Ora, se qui si intende fare un semplice “elogio della passeggiata” è perché quest’ultima si è trasformata in oggetto di riprovazione generale. Prima, se facevi una passeggiata senza alcun motivo o meta prestabilita, eri semplicemente un ozioso e un bighellone, adesso, dopo le nuove restrizioni della vita sociale, ti sei trasformato in un vero e proprio criminale, esecrabile e soggetto a delazioni di ogni tipo.

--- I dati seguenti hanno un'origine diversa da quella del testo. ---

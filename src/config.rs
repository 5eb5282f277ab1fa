//! Configuration loading with defaults.
//!
//! Read from `.statusflow/config.json`. Missing file or missing fields fall
//! back to the defaults below.

use crate::engine::db::DB_DIR;
use crate::engine::order::RelationOrder;
use anyhow::{Context, Result};
use serde::{Deserialize, Serialize};
use std::fs;
use std::path::{Path, PathBuf};

const CONFIG_FILE: &str = "config.json";

#[derive(Debug, Clone, PartialEq, Eq, Serialize, Deserialize)]
pub struct Config {
    /// Persist every applied status change immediately.
    #[serde(default = "default_auto_persist")]
    pub auto_persist_on_transition: bool,
    #[serde(default)]
    pub relation_order: RelationOrder,
    /// Default filter when `STATUSFLOW_LOG` is unset.
    #[serde(default = "default_log_level")]
    pub log_level: String,
}

fn default_auto_persist() -> bool {
    true
}

fn default_log_level() -> String {
    "warn".to_string()
}

impl Default for Config {
    fn default() -> Self {
        Self {
            auto_persist_on_transition: default_auto_persist(),
            relation_order: RelationOrder::default(),
            log_level: default_log_level(),
        }
    }
}

impl Config {
    #[must_use]
    pub fn path(root: &Path) -> PathBuf {
        root.join(DB_DIR).join(CONFIG_FILE)
    }

    /// Loads the configuration under `root`, or defaults if there is none.
    ///
    /// # Errors
    /// Returns an error if the file exists but cannot be read or parsed.
    pub fn load(root: &Path) -> Result<Self> {
        let path = Self::path(root);
        if !path.exists() {
            return Ok(Self::default());
        }
        let content = fs::read_to_string(&path)
            .with_context(|| format!("Failed to read {}", path.display()))?;
        serde_json::from_str(&content)
            .with_context(|| format!("Invalid config in {}", path.display()))
    }

    /// Writes the configuration under `root`.
    ///
    /// # Errors
    /// Returns an error if the file cannot be written.
    pub fn save(&self, root: &Path) -> Result<()> {
        let path = Self::path(root);
        let content = serde_json::to_string_pretty(self)?;
        fs::write(&path, content).with_context(|| format!("Failed to write {}", path.display()))
    }
}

Ma – vogliamo porre in gioco tale questione – cosa c’è di più bello di una passeggiata, da soli o con gli amici, senza alcuna meta prestabilita, nelle vie cittadine o negli ameni sentieri di campagna? Arthur Rimbaud, nella poesia Sensazione, a proposito di una solitaria passeggiata in campagna, così scrive: Non parlerò più, non penserò più a niente: / ma un amore infinito mi salirà nel cuore / e andrò molto lontano, io vagabondo / nella Natura, felice come con una donna. Naturalmente, si intende per “passeggiata” un più o meno breve spostamento a piedi realizzato senza alcun fine programmato e senza alcuna meta oppure una meta, se c’è, assume un carattere completamente ludico, asservito esclusivamente alla sfera del piacere. Una passeggiata è infatti asservita esclusivamente alla sfera del piacere.

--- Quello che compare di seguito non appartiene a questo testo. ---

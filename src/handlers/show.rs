//! Handler for the `show` command.

use super::Workspace;
use anyhow::Result;
use colored::Colorize;
use serde::Serialize;
use statusflow::engine::db::Db;
use statusflow::engine::graph::WorkflowGraph;
use statusflow::engine::repo::{SqliteLookup, WorkflowRepo};
use statusflow::engine::resolver::Resolver;
use statusflow::engine::transition::NextStatuses;
use statusflow::engine::types::WorkItem;

#[derive(Serialize)]
struct ItemReport<'a> {
    item: &'a WorkItem,
    next: &'a NextStatuses,
}

/// Shows an item with its workflow position and next statuses.
///
/// # Errors
/// Returns error if the item does not resolve or evaluation fails.
pub fn handle(ws: &Workspace, item: &str, json: bool) -> Result<()> {
    let conn = Db::connect(&ws.root)?;
    let item = Resolver::new(&conn, &ws.scope).item(item)?.value;
    let next = ws.engine(&conn).evaluate(&item)?;

    if json {
        let report = ItemReport {
            item: &item,
            next: &next,
        };
        println!("{}", serde_json::to_string_pretty(&report)?);
        return Ok(());
    }

    println!("{} {}", "📄".cyan(), item.label().yellow());
    println!("   Type:     {}", item.entity_type);
    println!("   Scope:    {}", item.scope);
    println!("   Status:   {}", item.status_name().blue());
    println!("   Version:  {} ({})", item.version, item.updated_at.dimmed());

    match (&item.workflow, &item.status) {
        (Some(workflow), Some(current)) => {
            println!("   Workflow: {}", workflow.name);
            let repo = WorkflowRepo::new(&conn);
            for relation in repo.relations_to(current.id)? {
                if relation.workflow_id == workflow.id {
                    println!("      in:  {}", relation.to_string().dimmed());
                }
            }
            for relation in repo.relations_from(current.id)? {
                if relation.workflow_id == workflow.id {
                    println!("      out: {}", relation.to_string().dimmed());
                }
            }
            let lookup = SqliteLookup::new(&conn);
            let graph = WorkflowGraph::build(&lookup, workflow, ws.config.relation_order)?;
            let ahead: Vec<&str> = graph
                .successors(current)
                .into_iter()
                .map(|s| s.name.as_str())
                .collect();
            if !ahead.is_empty() {
                println!("   Leads to: {}", ahead.join(", "));
            }
        }
        (Some(workflow), None) => println!("   Workflow: {}", workflow.name),
        (None, _) => println!("   Workflow: {}", "none".dimmed()),
    }

    println!();
    super::next::print_human(&item, &next);
    Ok(())
}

Se guardiamo alla filosofia e alla letteratura, da sempre la passeggiata, il libero spostamento a piedi è stato associato alla fantasia, al pensiero e all’immaginazione. Basti pensare all’antica scuola peripatetica, fondata da Aristotele. I peripatetici erano i “passeggiatori” (gli “erranti”, “coloro che sono in movimento”) mentre la scuola, denominata Peripato, prende il nome dal verbo greco peripatèin, “passeggiare”. Sotto i portici della scuola, il maestro e i suoi allievi passeggiavano discutendo di filosofia, dando libero sfogo al pensiero. Anche un filosofo moderno come Kant, alle due e trenta di ogni pomeriggio, intraprendeva una passeggiata solitaria per riflettere e per digerire. La passeggiata era assai importante anche per Jean-Jacques Rousseau, al punto da averle dedicato uno scritto, Le fantasticherie del passeggiatore solitario, realizzato tra il 1776 e il 1778. L’opera ha un carattere autobiografico ed è costituito da dieci capitoli, o passeggiate, e ognuna di esse è una riflessione sulla natura dell’uomo e del suo spirito. Alla dimensione della passeggiata, intesa come uno spostamento senza alcuno scopo pratico, si avvicina anche la struttura del romanzo picaresco, cioè un particolare tipo di romanzo che fiorisce in Spagna nel XVII secolo. Esso è caratterizzato dalle avventure, spesso sordide e basse, di personaggi che si muovono senza alcuna meta o finalità lungo le principali vie di comunicazione. Teatro dell’azione sono spesso le taverne e le locande e il motore propulsore delle avventure è determinato dalla logica dell’incontro: è grazie agli incontri fortuiti fatti per la via che i protagonisti si imbarcano in sempre nuove avventure.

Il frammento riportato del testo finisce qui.